Rani berpikir keras melihat tumpukan baju di atas
ranjangnya. Sudah hampir 1 jam dia membongkar lemarinya, mengeluarkan hampir
seluruh isinya. Entah kenapa tiba-tiba dia merasa nggak ada baju yang pantas dipakainya.
“Sampai kapan kamu mau memilah-milah bajumu…” Ilma yang
sedari tadi memperhatikannya akhirnya berkomentar.
“Ah..oh… hmm … menurutmu yang bagus yang mana yah MaChin,
yang biru? Ungu? Pink? Hijau? Kuning? Merah?---“
“Stop!!... aku rasa yang ini cantik, modelnya simple tapi
menarik, lagipula ini bukan kencan kan? Kenapa kamu harus sibuk memilih baju
seperti orang yang mau kencan..”
Rani cengengesan, sesuai dengan saran Ilma dia
akhirnya memutuskan menggunakan baju itu.

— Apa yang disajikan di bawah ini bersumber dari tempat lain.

//! Paging over multi-page query results.
//!
//! The service reports a best-effort `total` and a `partial_success`
//! flag; either can demand another page even when the current one looks
//! complete. The pager owns that loop so callers only consume pages.

use tracing::debug;

use crate::traits::LogStore;
use crate::types::{QueryRequest, QueryResult};
use crate::Result;

/// Hard ceiling on rows fetched by one paging run.
pub const MAX_ROWS: usize = 10_000;

/// How successive pages are requested.
#[derive(Debug, Clone, PartialEq, Eq)]
pub enum PagingMode {
    /// Re-issue the query with an advancing `from` offset.
    Offset,
    /// Open a scroll with the given keep-alive window (e.g. "3m") and
    /// follow continuation tokens.
    Scroll(String),
}

/// Drives a query to completion one page at a time.
pub struct Pager<'a, S: LogStore + ?Sized> {
    store: &'a S,
    request: QueryRequest,
    mode: PagingMode,
    cap: usize,
    emitted: usize,
    total: usize,
    scroll_id: Option<String>,
    started: bool,
    done: bool,
}

impl<'a, S: LogStore + ?Sized> Pager<'a, S> {
    /// Set up a paging run. `head` bounds the total rows emitted; the
    /// hard ceiling of [`MAX_ROWS`] applies regardless.
    pub fn new(store: &'a S, mut request: QueryRequest, mode: PagingMode, head: Option<usize>) -> Self {
        if let PagingMode::Scroll(window) = &mode {
            request.scroll = Some(window.clone());
            request.from = 0;
        }
        let cap = head.map_or(MAX_ROWS, |h| h.min(MAX_ROWS));
        Self {
            store,
            request,
            mode,
            cap,
            emitted: 0,
            total: 0,
            scroll_id: None,
            started: false,
            done: false,
        }
    }

    /// The service's reported total after the most recent page.
    pub fn total(&self) -> usize {
        self.total
    }

    /// Rows emitted so far across all pages.
    pub fn emitted(&self) -> usize {
        self.emitted
    }

    /// Fetch the next page, or `None` when the run is complete.
    ///
    /// A page is never returned empty; an empty response ends the run
    /// even if the reported total claims more rows exist.
    pub async fn next_page(&mut self) -> Result<Option<QueryResult>> {
        if self.done {
            return Ok(None);
        }

        let mut page = if !self.started {
            self.started = true;
            self.store.query(&self.request).await?
        } else {
            match &self.mode {
                PagingMode::Offset => self.store.query(&self.request).await?,
                PagingMode::Scroll(_) => {
                    let Some(id) = self.scroll_id.as_deref().filter(|s| !s.is_empty()) else {
                        self.done = true;
                        return Ok(None);
                    };
                    self.store.query_scroll(id).await?
                }
            }
        };

        self.total = page.total;
        self.scroll_id = page.scroll_id.clone();

        let remaining = self.cap - self.emitted;
        if page.records.len() >= remaining {
            page.records.truncate(remaining);
            self.done = true;
        }
        self.emitted += page.records.len();
        self.request.from += page.records.len();

        if page.records.is_empty() {
            self.done = true;
            return Ok(None);
        }

        if !self.done {
            self.done = match &self.mode {
                PagingMode::Offset => {
                    !(page.partial_success || page.total > self.request.from)
                }
                PagingMode::Scroll(_) => {
                    self.emitted >= page.total
                        || self.scroll_id.as_deref().is_none_or(str::is_empty)
                }
            };
        }

        debug!(
            emitted = self.emitted,
            total = self.total,
            done = self.done,
            "fetched page"
        );
        Ok(Some(page))
    }
}

#[cfg(test)]
mod tests {
    use super::*;
    use crate::types::{
        FieldValue, HistogramRequest, HistogramResult, Record, RepoDescriptor, RepoSummary,
    };
    use crate::Error;
    use async_trait::async_trait;
    use std::collections::VecDeque;
    use std::sync::Mutex;

    struct FakeStore {
        pages: Mutex<VecDeque<QueryResult>>,
        query_offsets: Mutex<Vec<usize>>,
        query_scrolls: Mutex<Vec<Option<String>>>,
        scroll_tokens: Mutex<Vec<String>>,
    }

    impl FakeStore {
        fn with_pages(pages: Vec<QueryResult>) -> Self {
            Self {
                pages: Mutex::new(pages.into()),
                query_offsets: Mutex::new(Vec::new()),
                query_scrolls: Mutex::new(Vec::new()),
                scroll_tokens: Mutex::new(Vec::new()),
            }
        }

        fn next(&self) -> Result<QueryResult> {
            self.pages
                .lock()
                .unwrap()
                .pop_front()
                .ok_or_else(|| Error::InvalidState("no more fake pages".to_string()))
        }
    }

    #[async_trait]
    impl LogStore for FakeStore {
        async fn list_repos(&self) -> Result<Vec<RepoSummary>> {
            Err(Error::InvalidState("unused".to_string()))
        }

        async fn get_repo(&self, name: &str) -> Result<RepoDescriptor> {
            Err(Error::NotFound(name.to_string()))
        }

        async fn query(&self, request: &QueryRequest) -> Result<QueryResult> {
            self.query_offsets.lock().unwrap().push(request.from);
            self.query_scrolls.lock().unwrap().push(request.scroll.clone());
            self.next()
        }

        async fn query_scroll(&self, scroll_id: &str) -> Result<QueryResult> {
            self.scroll_tokens.lock().unwrap().push(scroll_id.to_string());
            self.next()
        }

        async fn query_histogram(&self, _request: &HistogramRequest) -> Result<HistogramResult> {
            Err(Error::InvalidState("unused".to_string()))
        }
    }

    fn record(n: usize) -> Record {
        [("n".to_string(), FieldValue::Number(n as f64))]
            .into_iter()
            .collect()
    }

    fn page(total: usize, partial: bool, count: usize, scroll_id: Option<&str>) -> QueryResult {
        QueryResult {
            total,
            partial_success: partial,
            records: (0..count).map(record).collect(),
            scroll_id: scroll_id.map(str::to_string),
        }
    }

    fn request(size: usize) -> QueryRequest {
        QueryRequest {
            repo: "applogs".to_string(),
            query: "status:500".to_string(),
            sort: "timestamp:desc".to_string(),
            from: 0,
            size,
            scroll: None,
        }
    }

    #[tokio::test]
    async fn single_complete_page_stops() {
        let store = FakeStore::with_pages(vec![page(2, false, 2, None)]);
        let mut pager = Pager::new(&store, request(200), PagingMode::Offset, None);

        let first = pager.next_page().await.unwrap().unwrap();
        assert_eq!(first.records.len(), 2);
        assert!(pager.next_page().await.unwrap().is_none());
        assert_eq!(store.query_offsets.lock().unwrap().as_slice(), &[0]);
    }

    #[tokio::test]
    async fn offset_paging_advances_from() {
        let store = FakeStore::with_pages(vec![
            page(5, false, 2, None),
            page(5, false, 2, None),
            page(5, false, 1, None),
        ]);
        let mut pager = Pager::new(&store, request(2), PagingMode::Offset, None);

        let mut rows = 0;
        while let Some(p) = pager.next_page().await.unwrap() {
            rows += p.records.len();
        }
        assert_eq!(rows, 5);
        assert_eq!(pager.total(), 5);
        assert_eq!(store.query_offsets.lock().unwrap().as_slice(), &[0, 2, 4]);
    }

    #[tokio::test]
    async fn partial_success_forces_another_page() {
        // Total claims we are done but the scan was cut short.
        let store = FakeStore::with_pages(vec![
            page(2, true, 2, None),
            page(3, false, 1, None),
        ]);
        let mut pager = Pager::new(&store, request(2), PagingMode::Offset, None);

        let mut rows = 0;
        while let Some(p) = pager.next_page().await.unwrap() {
            rows += p.records.len();
        }
        assert_eq!(rows, 3);
        assert_eq!(store.query_offsets.lock().unwrap().len(), 2);
    }

    #[tokio::test]
    async fn empty_page_ends_run_despite_total() {
        let store = FakeStore::with_pages(vec![page(100, false, 0, None)]);
        let mut pager = Pager::new(&store, request(200), PagingMode::Offset, None);

        assert!(pager.next_page().await.unwrap().is_none());
        assert_eq!(pager.total(), 100);
        assert_eq!(pager.emitted(), 0);
    }

    #[tokio::test]
    async fn head_truncates_final_page() {
        let store = FakeStore::with_pages(vec![
            page(10, false, 2, None),
            page(10, false, 2, None),
        ]);
        let mut pager = Pager::new(&store, request(2), PagingMode::Offset, Some(3));

        let first = pager.next_page().await.unwrap().unwrap();
        assert_eq!(first.records.len(), 2);
        let second = pager.next_page().await.unwrap().unwrap();
        assert_eq!(second.records.len(), 1);
        assert!(pager.next_page().await.unwrap().is_none());
        assert_eq!(pager.emitted(), 3);
    }

    #[tokio::test]
    async fn scroll_follows_continuation_tokens() {
        let store = FakeStore::with_pages(vec![
            page(4, false, 2, Some("t1")),
            page(4, false, 2, Some("t2")),
        ]);
        let mode = PagingMode::Scroll("3m".to_string());
        let mut pager = Pager::new(&store, request(2000), mode, None);

        let mut rows = 0;
        while let Some(p) = pager.next_page().await.unwrap() {
            rows += p.records.len();
        }
        assert_eq!(rows, 4);
        // Opening request carries the scroll window; only the first token
        // is followed because the total is reached.
        assert_eq!(
            store.query_scrolls.lock().unwrap().as_slice(),
            &[Some("3m".to_string())]
        );
        assert_eq!(
            store.scroll_tokens.lock().unwrap().as_slice(),
            &["t1".to_string()]
        );
    }

    #[tokio::test]
    async fn scroll_stops_on_missing_token() {
        let store = FakeStore::with_pages(vec![page(10, false, 2, None)]);
        let mode = PagingMode::Scroll("3m".to_string());
        let mut pager = Pager::new(&store, request(2000), mode, None);

        assert!(pager.next_page().await.unwrap().is_some());
        assert!(pager.next_page().await.unwrap().is_none());
        assert!(store.scroll_tokens.lock().unwrap().is_empty());
    }
}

“Bagaimana?” Rani membolak-balikkan badan memamerkan
dandanannya, dengan sepatu high heels plus kaos kaki rumbai yang imut, Rani
terlihat manis dengan dress-nya.
Ilma tersenyum sambil mengangkat kedua jempolnya.
06.00 pm
Tepat pukul 06.00 Rani sudah sampai di café yang dituju, tapi
dia nggak langsung masuk, entah kenapa tiba-tiba dia menjadi ragu.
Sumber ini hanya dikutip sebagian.